START EXTRACTED MATERIAL
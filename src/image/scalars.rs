//! Addressing into point attribute arrays by grid coordinate.
//!
//! Tuple indices count tuples, offsets count individual components.
//! Increments are recomputed from the current extent on every call.

use super::ImageData;
use crate::array::{DataArray, ScalarType};
use crate::error::*;
use crate::util::indexing::component_increments;
use crate::util::*;

/// Name given to scalar arrays created by `allocate_scalars`.
pub const IMAGE_SCALARS_NAME: &str = "ImageScalars";

impl ImageData {
    /// Component count of the active scalars, 1 when there are none.
    pub fn number_of_scalar_components(&self) -> usize {
        self.point_data
            .scalars()
            .map(|s| s.number_of_components())
            .unwrap_or(1)
    }

    /// Element type of the active scalars, `F64` when there are none.
    pub fn scalar_type(&self) -> ScalarType {
        self.point_data
            .scalars()
            .map(|s| s.scalar_type())
            .unwrap_or(ScalarType::F64)
    }

    pub fn scalar_size(&self) -> usize {
        self.scalar_type().size()
    }

    pub fn scalar_type_min(&self) -> f64 {
        self.scalar_type().min()
    }

    pub fn scalar_type_max(&self) -> f64 {
        self.scalar_type().max()
    }

    /// Component offsets between neighbours along x, y and z
    /// for an array with `components` components.
    pub fn compute_increments(&self, components: usize) -> [i64; 3] {
        component_increments(components, &self.extent.exclusive_bounds())
    }

    /// Increments of the active scalars.
    pub fn increments(&self) -> [i64; 3] {
        match self.point_data.scalars() {
            Some(scalars) => self.array_increments(scalars),
            None => {
                tracing::error!(
                    "No scalar field has been specified, assuming 1 component"
                );
                self.compute_increments(1)
            }
        }
    }

    pub fn array_increments(&self, array: &DataArray) -> [i64; 3] {
        self.compute_increments(array.number_of_components())
    }

    /// Offsets to skip at the end of each row and each slice when walking
    /// `sub_extent` of the active scalars, the x increment is always 0.
    /// `sub_extent` is clamped to the grid in x and y.
    pub fn continuous_increments(&self, sub_extent: &Extent) -> [i64; 3] {
        let increments = self.increments();
        self.continuous_increments_for(increments, sub_extent)
    }

    pub fn array_continuous_increments(
        &self,
        array: &DataArray,
        sub_extent: &Extent,
    ) -> [i64; 3] {
        let increments = self.array_increments(array);
        self.continuous_increments_for(increments, sub_extent)
    }

    fn continuous_increments_for(
        &self,
        increments: [i64; 3],
        sub_extent: &Extent,
    ) -> [i64; 3] {
        let e0 = sub_extent.bounds[(0, 0)].max(self.extent.bounds[(0, 0)]);
        let e1 = sub_extent.bounds[(0, 1)].min(self.extent.bounds[(0, 1)]);
        let e2 = sub_extent.bounds[(1, 0)].max(self.extent.bounds[(1, 0)]);
        let e3 = sub_extent.bounds[(1, 1)].min(self.extent.bounds[(1, 1)]);
        [
            0,
            increments[1] - (e1 - e0 + 1) as i64 * increments[0],
            increments[2] - (e3 - e2 + 1) as i64 * increments[1],
        ]
    }

    /// Tuple index of an absolute coordinate in `array`.
    pub fn tuple_index(
        &self,
        array: &DataArray,
        coord: &Coord,
    ) -> Result<usize> {
        if !self.extent.contains(coord) {
            let e = GridError::CoordinateOutOfExtent {
                coord: *coord,
                extent: self.extent,
            };
            tracing::error!("{}", e);
            return Err(e);
        }
        let index = self.extent.coord_to_linear(coord);
        let tuples = array.number_of_tuples();
        if index >= tuples {
            let e = GridError::ArrayTooShort {
                coord: *coord,
                index,
                tuples,
            };
            tracing::error!("{}", e);
            return Err(e);
        }
        Ok(index)
    }

    /// Offset of the first component of `coord` in `array`.
    pub fn array_offset(
        &self,
        array: &DataArray,
        coord: &Coord,
    ) -> Result<usize> {
        Ok(self.tuple_index(array, coord)? * array.number_of_components())
    }

    /// `array_offset` of the min corner of `extent`.
    pub fn array_offset_for_extent(
        &self,
        array: &DataArray,
        extent: &Extent,
    ) -> Result<usize> {
        self.array_offset(array, &extent.min())
    }

    fn active_scalars(&self) -> Result<&DataArray> {
        self.point_data.scalars().ok_or(GridError::NoScalars)
    }

    /// Tuple index of `coord` in the active scalars.
    pub fn scalar_index(&self, coord: &Coord) -> Result<usize> {
        let scalars = self.active_scalars()?;
        self.tuple_index(scalars, coord)
    }

    pub fn scalar_index_for_extent(&self, extent: &Extent) -> Result<usize> {
        self.scalar_index(&extent.min())
    }

    /// Raw bytes of the scalar tuple at `coord`.
    pub fn scalar_bytes(&self, coord: &Coord) -> Result<&[u8]> {
        let scalars = self.active_scalars()?;
        let index = self.tuple_index(scalars, coord)?;
        Ok(scalars.tuple_bytes(index))
    }

    fn check_component(&self, component: usize) -> Result<()> {
        let components = self.number_of_scalar_components();
        if component >= components {
            let e = GridError::BadComponent {
                component,
                components,
            };
            tracing::error!("{}", e);
            return Err(e);
        }
        Ok(())
    }

    /// One component of the scalars at `coord`, as `f64`.
    pub fn scalar_component(
        &self,
        coord: &Coord,
        component: usize,
    ) -> Result<f64> {
        self.check_component(component)?;
        let scalars = self.active_scalars()?;
        let index = self.tuple_index(scalars, coord)?;
        Ok(scalars.component(index, component))
    }

    /// Set one component of the scalars at `coord`, saturating to the
    /// element type.
    pub fn set_scalar_component(
        &mut self,
        coord: &Coord,
        component: usize,
        value: f64,
    ) -> Result<()> {
        self.check_component(component)?;
        let index = self.scalar_index(coord)?;
        let scalars =
            self.point_data.scalars_mut().ok_or(GridError::NoScalars)?;
        scalars.set_component(index, component, value);
        Ok(())
    }

    /// Size the active point scalars for the current extent.
    ///
    /// Scalars of the same element type are resized in place, anything
    /// else is replaced by a new zero filled array.
    pub fn allocate_scalars(
        &mut self,
        scalar_type: ScalarType,
        components: usize,
    ) -> Result<()> {
        if components == 0 {
            tracing::error!("{}", GridError::ZeroComponents);
            return Err(GridError::ZeroComponents);
        }
        let tuples = self.number_of_points();
        if let Some(scalars) = self.point_data.scalars_mut() {
            if scalars.scalar_type() == scalar_type {
                scalars.set_number_of_components(components);
                scalars.set_number_of_tuples(tuples);
                return Ok(());
            }
        }
        self.point_data.set_scalars(DataArray::new(
            scalar_type,
            IMAGE_SCALARS_NAME,
            components,
            tuples,
        ));
        Ok(())
    }
}

#[cfg(test)]
mod unit_tests {
    use super::*;

    fn image() -> ImageData {
        ImageData::with_extent(Extent::from_array([1, 4, -1, 1, 2, 3])).unwrap()
    }

    #[test]
    fn increments_test() {
        let mut image = image();
        assert_eq!(image.increments(), [1, 4, 12]);
        image.allocate_scalars(ScalarType::U8, 3).unwrap();
        assert_eq!(image.increments(), [3, 12, 36]);

        let sub = Extent::from_array([2, 3, 0, 1, 2, 3]);
        assert_eq!(
            image.continuous_increments(&sub),
            [0, 12 - 2 * 3, 36 - 2 * 12]
        );

        // Clamped to the grid in x and y.
        let wide = Extent::from_array([-10, 10, -10, 10, 2, 3]);
        assert_eq!(image.continuous_increments(&wide), [0, 0, 0]);
    }

    #[test]
    fn tuple_index_test() {
        let mut image = image();
        image.allocate_scalars(ScalarType::F32, 2).unwrap();
        assert_eq!(image.scalar_index(&vector![1, -1, 2]).unwrap(), 0);
        assert_eq!(image.scalar_index(&vector![4, 1, 3]).unwrap(), 23);
        let scalars = image.point_data().scalars().unwrap().clone();
        let offset = image.array_offset(&scalars, &vector![2, 0, 2]);
        assert_eq!(offset.unwrap(), 10);
        let sub = Extent::from_array([2, 3, 0, 1, 3, 3]);
        assert_eq!(image.scalar_index_for_extent(&sub).unwrap(), 17);

        assert!(matches!(
            image.scalar_index(&vector![5, 0, 2]),
            Err(GridError::CoordinateOutOfExtent { .. })
        ));

        let short = DataArray::new(ScalarType::F32, "short", 1, 10);
        assert_eq!(
            image.tuple_index(&short, &vector![4, 1, 3]),
            Err(GridError::ArrayTooShort {
                coord: vector![4, 1, 3],
                index: 23,
                tuples: 10
            })
        );
    }

    #[test]
    fn no_scalars_test() {
        let image = image();
        assert_eq!(
            image.scalar_index(&vector![1, -1, 2]),
            Err(GridError::NoScalars)
        );
        assert_eq!(image.scalar_type(), ScalarType::F64);
        assert_eq!(image.number_of_scalar_components(), 1);
        assert_eq!(image.scalar_size(), 8);
    }

    #[test]
    fn scalar_component_test() {
        let mut image = image();
        image.allocate_scalars(ScalarType::U8, 2).unwrap();
        let c = vector![3, 0, 3];
        image.set_scalar_component(&c, 1, 300.0).unwrap();
        assert_eq!(image.scalar_component(&c, 1).unwrap(), 255.0);
        assert_eq!(image.scalar_component(&c, 0).unwrap(), 0.0);
        assert_eq!(image.scalar_bytes(&c).unwrap(), &[0u8, 255]);
        assert_eq!(
            image.scalar_component(&c, 2),
            Err(GridError::BadComponent {
                component: 2,
                components: 2
            })
        );
        assert_eq!(image.scalar_type_max(), 255.0);
    }

    #[test]
    fn allocate_scalars_test() {
        let mut image = image();
        image.allocate_scalars(ScalarType::I16, 1).unwrap();
        {
            let scalars = image.point_data().scalars().unwrap();
            assert_eq!(scalars.name(), IMAGE_SCALARS_NAME);
            assert_eq!(scalars.number_of_tuples(), 24);
        }

        // Same type: resized in place, name kept.
        image
            .point_data_mut()
            .scalars_mut()
            .unwrap()
            .set_name("density");
        image.set_extent(Extent::from_dimensions(2, 2, 2)).unwrap();
        image.allocate_scalars(ScalarType::I16, 3).unwrap();
        {
            let scalars = image.point_data().scalars().unwrap();
            assert_eq!(scalars.name(), "density");
            assert_eq!(scalars.number_of_components(), 3);
            assert_eq!(scalars.number_of_tuples(), 8);
        }

        // Different type: replaced.
        image.allocate_scalars(ScalarType::F64, 1).unwrap();
        {
            let scalars = image.point_data().scalars().unwrap();
            assert_eq!(scalars.name(), IMAGE_SCALARS_NAME);
            assert_eq!(scalars.scalar_type(), ScalarType::F64);
        }
        assert_eq!(image.point_data().number_of_arrays(), 1);

        assert_eq!(
            image.allocate_scalars(ScalarType::F64, 0),
            Err(GridError::ZeroComponents)
        );
    }
}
END EXTRACTED MATERIAL
**TASK PROMPT:** Collect each line of the entries that has the word "when", copying it in full.

**SOLUTION:**
    /// Component count of the active scalars, 1 when there are none.
    /// Element type of the active scalars, `F64` when there are none.
    /// Offsets to skip at the end of each row and each slice when walking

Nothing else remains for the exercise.